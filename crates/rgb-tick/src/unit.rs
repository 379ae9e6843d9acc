//! Execution units
//!
//! An execution unit is a simulation partition (a region, or the server
//! itself) stepped through each pulse on its own thread. Application logic
//! plugs in through [`UnitManager`]; the scheduler talks to the
//! [`UnitExecutor`] handle, which hands phases to the unit thread and lets the
//! scheduler join on their completion.

use std::fmt;
use std::panic::{self, AssertUnwindSafe};
use std::sync::Arc;
use std::sync::atomic::{AtomicU8, AtomicU64, Ordering};
use std::thread::{self, JoinHandle};
use std::time::{Duration, Instant};

use crossbeam_channel::{Receiver, Sender};
use parking_lot::{Condvar, Mutex};
use tracing::{debug, error};

use crate::error::{SchedulerError, SchedulerResult, TaskFailure, TaskResult};
use crate::lock;
use crate::manager::{DEFAULT_DEFER_STEP, LoadSignal, TaskManager};
use crate::stage::{TickContext, TickStage};

static NEXT_UNIT_ID: AtomicU64 = AtomicU64::new(1);

/// Stable identifier of an execution unit
#[derive(Debug, Clone, Copy, PartialEq, Eq, Hash, PartialOrd, Ord)]
pub struct UnitId(u64);

impl UnitId {
    fn next() -> Self {
        Self(NEXT_UNIT_ID.fetch_add(1, Ordering::Relaxed))
    }

    #[inline]
    #[must_use]
    pub const fn raw(self) -> u64 {
        self.0
    }
}

impl fmt::Display for UnitId {
    fn fmt(&self, f: &mut fmt::Formatter<'_>) -> fmt::Result {
        write!(f, "unit#{}", self.0)
    }
}

/// Application hooks of an execution unit
///
/// Every hook runs on the unit's own thread. Hooks may mutate live state in
/// [`start_tick_run`](Self::start_tick_run) and
/// [`finalize_run`](Self::finalize_run) only; the pre-snapshot hook gets a
/// shared reference, and [`copy_snapshot_run`](Self::copy_snapshot_run) is the
/// sole writer of stable state.
pub trait UnitManager: Send + 'static {
    fn name(&self) -> &str;

    /// Number of parallel stages this unit wants in the current pulse
    fn stages(&self) -> u32 {
        1
    }

    fn start_tick_run(&mut self, ctx: &TickContext) -> TaskResult;

    fn finalize_run(&mut self, _ctx: &TickContext) -> TaskResult {
        Ok(())
    }

    fn pre_snapshot_run(&self, _ctx: &TickContext) -> TaskResult {
        Ok(())
    }

    fn copy_snapshot_run(&mut self, _ctx: &TickContext) -> TaskResult {
        Ok(())
    }

    fn halt_run(&mut self) {}
}

/// Lifecycle of a unit executor
#[derive(Debug, Clone, Copy, PartialEq, Eq, Hash)]
#[repr(u8)]
pub enum ExecutorState {
    Created = 0,
    Started = 1,
    Halting = 2,
    Halted = 3,
}

impl ExecutorState {
    #[inline]
    const fn from_u8(value: u8) -> Self {
        match value {
            0 => Self::Created,
            1 => Self::Started,
            2 => Self::Halting,
            _ => Self::Halted,
        }
    }
}

enum Command {
    Run(TickContext),
    Wake,
}

#[derive(Default)]
struct Pending {
    outstanding: bool,
    current: Option<(TickStage, Instant)>,
}

struct Shared {
    id: UnitId,
    name: String,
    primary: bool,
    manager: Mutex<Box<dyn UnitManager>>,
    task_manager: TaskManager,
    state: AtomicU8,
    pending: Mutex<Pending>,
    idle: Condvar,
}

impl Shared {
    fn state(&self) -> ExecutorState {
        ExecutorState::from_u8(self.state.load(Ordering::Acquire))
    }

    fn transition(&self, from: ExecutorState, to: ExecutorState) -> bool {
        self.state
            .compare_exchange(from as u8, to as u8, Ordering::AcqRel, Ordering::Acquire)
            .is_ok()
    }

    fn run(&self, receiver: &Receiver<Command>) {
        lock::exempt_current_thread();
        self.task_manager.bind_current_thread();
        debug!(unit = %self.name, id = %self.id, "executor started");

        loop {
            let disconnected = match receiver.recv() {
                Ok(Command::Run(ctx)) => {
                    self.run_phase(ctx);
                    false
                }
                Ok(Command::Wake) => false,
                Err(_) => true,
            };

            let halting = disconnected || self.state() == ExecutorState::Halting;
            if halting {
                self.manager.lock().halt_run();
                self.task_manager.shutdown();
            }

            let mut pending = self.pending.lock();
            if halting {
                self.state.store(ExecutorState::Halted as u8, Ordering::Release);
            }
            pending.outstanding = false;
            pending.current = None;
            self.idle.notify_all();
            if halting {
                break;
            }
        }
        debug!(unit = %self.name, id = %self.id, "executor halted");
    }

    fn run_phase(&self, ctx: TickContext) {
        if ctx.stage_index() == Some(0) {
            self.task_manager.heartbeat(ctx.delta());
        }
        let result = panic::catch_unwind(AssertUnwindSafe(|| {
            let mut manager = self.manager.lock();
            match ctx.stage() {
                TickStage::Stage(_) => manager.start_tick_run(&ctx),
                TickStage::Finalize => manager.finalize_run(&ctx),
                TickStage::PreSnapshot => manager.pre_snapshot_run(&ctx),
                TickStage::Snapshot => manager.copy_snapshot_run(&ctx),
                TickStage::TickStart | TickStage::Shutdown => Ok(()),
            }
        }));
        let failure = match result {
            Ok(Ok(())) => return,
            Ok(Err(err)) => TaskFailure::Failed(err),
            Err(payload) => TaskFailure::from_panic(payload),
        };
        error!(unit = %self.name, stage = %ctx.stage(), tick = ctx.tick(), error = %failure, "unit phase failed");
    }
}

/// Handle to an execution unit and its thread
pub struct UnitExecutor {
    shared: Arc<Shared>,
    sender: Sender<Command>,
    receiver: Mutex<Option<Receiver<Command>>>,
    thread: Mutex<Option<JoinHandle<()>>>,
}

impl UnitExecutor {
    pub fn new(manager: impl UnitManager) -> Arc<Self> {
        Self::build(Box::new(manager), false, LoadSignal::default(), DEFAULT_DEFER_STEP)
    }

    /// The unit halted last during shutdown (typically the server itself)
    pub fn primary(manager: impl UnitManager) -> Arc<Self> {
        Self::build(Box::new(manager), true, LoadSignal::default(), DEFAULT_DEFER_STEP)
    }

    pub fn build(
        manager: Box<dyn UnitManager>,
        primary: bool,
        load: LoadSignal,
        defer_step: u64,
    ) -> Arc<Self> {
        let name = manager.name().to_string();
        let (sender, receiver) = crossbeam_channel::unbounded();
        Arc::new(Self {
            shared: Arc::new(Shared {
                id: UnitId::next(),
                task_manager: TaskManager::with_load(name.clone(), false, load, defer_step),
                name,
                primary,
                manager: Mutex::new(manager),
                state: AtomicU8::new(ExecutorState::Created as u8),
                pending: Mutex::new(Pending::default()),
                idle: Condvar::new(),
            }),
            sender,
            receiver: Mutex::new(Some(receiver)),
            thread: Mutex::new(None),
        })
    }

    #[inline]
    #[must_use]
    pub fn id(&self) -> UnitId {
        self.shared.id
    }

    #[inline]
    #[must_use]
    pub fn name(&self) -> &str {
        &self.shared.name
    }

    #[inline]
    #[must_use]
    pub fn is_primary(&self) -> bool {
        self.shared.primary
    }

    /// Task manager whose sync tasks run on this unit's thread
    #[inline]
    #[must_use]
    pub fn task_manager(&self) -> &TaskManager {
        &self.shared.task_manager
    }

    #[must_use]
    pub fn state(&self) -> ExecutorState {
        self.shared.state()
    }

    /// Parallel stages requested for the current pulse
    #[must_use]
    pub fn stages(&self) -> u32 {
        self.shared.manager.lock().stages()
    }

    /// Run `f` against the unit's application logic
    pub fn with_manager<R>(&self, f: impl FnOnce(&mut dyn UnitManager) -> R) -> R {
        f(self.shared.manager.lock().as_mut())
    }

    /// Spawn the unit thread
    pub fn start(&self) -> SchedulerResult<()> {
        if !self.shared.transition(ExecutorState::Created, ExecutorState::Started) {
            return Err(SchedulerError::AlreadyStarted(self.shared.name.clone()));
        }
        let Some(receiver) = self.receiver.lock().take() else {
            return Err(SchedulerError::AlreadyStarted(self.shared.name.clone()));
        };
        let name = format!("unit-{}", self.shared.name);
        let shared = Arc::clone(&self.shared);
        let handle = thread::Builder::new()
            .name(name.clone())
            .spawn(move || shared.run(&receiver))
            .map_err(|source| {
                self.shared
                    .state
                    .store(ExecutorState::Halted as u8, Ordering::Release);
                SchedulerError::Spawn { name, source }
            })?;
        *self.thread.lock() = Some(handle);
        Ok(())
    }

    // ========================================================================
    // Phase handoff
    // ========================================================================

    /// Begin parallel stage `stage` on the unit thread; returns immediately
    pub fn start_tick(&self, stage: u32, ctx: TickContext) -> SchedulerResult<()> {
        self.pulse(ctx.with_stage(TickStage::Stage(stage)))
    }

    pub fn finalize_tick(&self, ctx: TickContext) -> SchedulerResult<()> {
        self.pulse(ctx.with_stage(TickStage::Finalize))
    }

    pub fn pre_snapshot(&self, ctx: TickContext) -> SchedulerResult<()> {
        self.pulse(ctx.with_stage(TickStage::PreSnapshot))
    }

    pub fn copy_snapshot(&self, ctx: TickContext) -> SchedulerResult<()> {
        self.pulse(ctx.with_stage(TickStage::Snapshot))
    }

    fn pulse(&self, ctx: TickContext) -> SchedulerResult<()> {
        let mut pending = self.shared.pending.lock();
        match self.state() {
            ExecutorState::Started | ExecutorState::Halting => {}
            ExecutorState::Created => return Err(SchedulerError::NotStarted(self.shared.name.clone())),
            ExecutorState::Halted => return Err(SchedulerError::Halted(self.shared.name.clone())),
        }
        if pending.outstanding {
            return Err(SchedulerError::PulseRejected {
                unit: self.shared.name.clone(),
                stage: ctx.stage(),
            });
        }
        if self.sender.send(Command::Run(ctx)).is_err() {
            return Err(SchedulerError::Halted(self.shared.name.clone()));
        }
        pending.outstanding = true;
        pending.current = Some((ctx.stage(), Instant::now()));
        Ok(())
    }

    /// Ask the unit to halt after its current operation.
    /// Returns `false` if it was already halting or halted.
    pub fn halt_executor(&self) -> bool {
        if self.shared.transition(ExecutorState::Created, ExecutorState::Halted) {
            self.shared.task_manager.shutdown();
            return true;
        }
        if self.shared.transition(ExecutorState::Started, ExecutorState::Halting) {
            // the thread may be idle in recv
            let _ = self.sender.send(Command::Wake);
            return true;
        }
        false
    }

    // ========================================================================
    // Joining
    // ========================================================================

    /// Whether the last handed-off phase (or a requested halt) has completed
    #[must_use]
    pub fn is_pulse_finished(&self) -> bool {
        let pending = self.shared.pending.lock();
        !pending.outstanding && self.state() != ExecutorState::Halting
    }

    /// Wait until [`is_pulse_finished`](Self::is_pulse_finished) or `deadline`
    pub fn pulse_join(&self, deadline: Instant) -> bool {
        let mut pending = self.shared.pending.lock();
        while pending.outstanding || self.state() == ExecutorState::Halting {
            if self.shared.idle.wait_until(&mut pending, deadline).timed_out() {
                return !pending.outstanding && self.state() != ExecutorState::Halting;
            }
        }
        true
    }

    /// Stage currently running on the unit thread and for how long
    #[must_use]
    pub fn current_phase(&self) -> Option<(TickStage, Duration)> {
        self.shared
            .pending
            .lock()
            .current
            .map(|(stage, started)| (stage, started.elapsed()))
    }
}

impl fmt::Debug for UnitExecutor {
    fn fmt(&self, f: &mut fmt::Formatter<'_>) -> fmt::Result {
        f.debug_struct("UnitExecutor")
            .field("id", &self.shared.id)
            .field("name", &self.shared.name)
            .field("primary", &self.shared.primary)
            .field("state", &self.state())
            .finish_non_exhaustive()
    }
}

> [ACTIVITY]: Please copy each line of the entries in which the word "stages" shows up.

> [TASK RESULT]:
    /// Number of parallel stages this unit wants in the current pulse
    fn stages(&self) -> u32 {
    /// Parallel stages requested for the current pulse
    pub fn stages(&self) -> u32 {
        self.shared.manager.lock().stages()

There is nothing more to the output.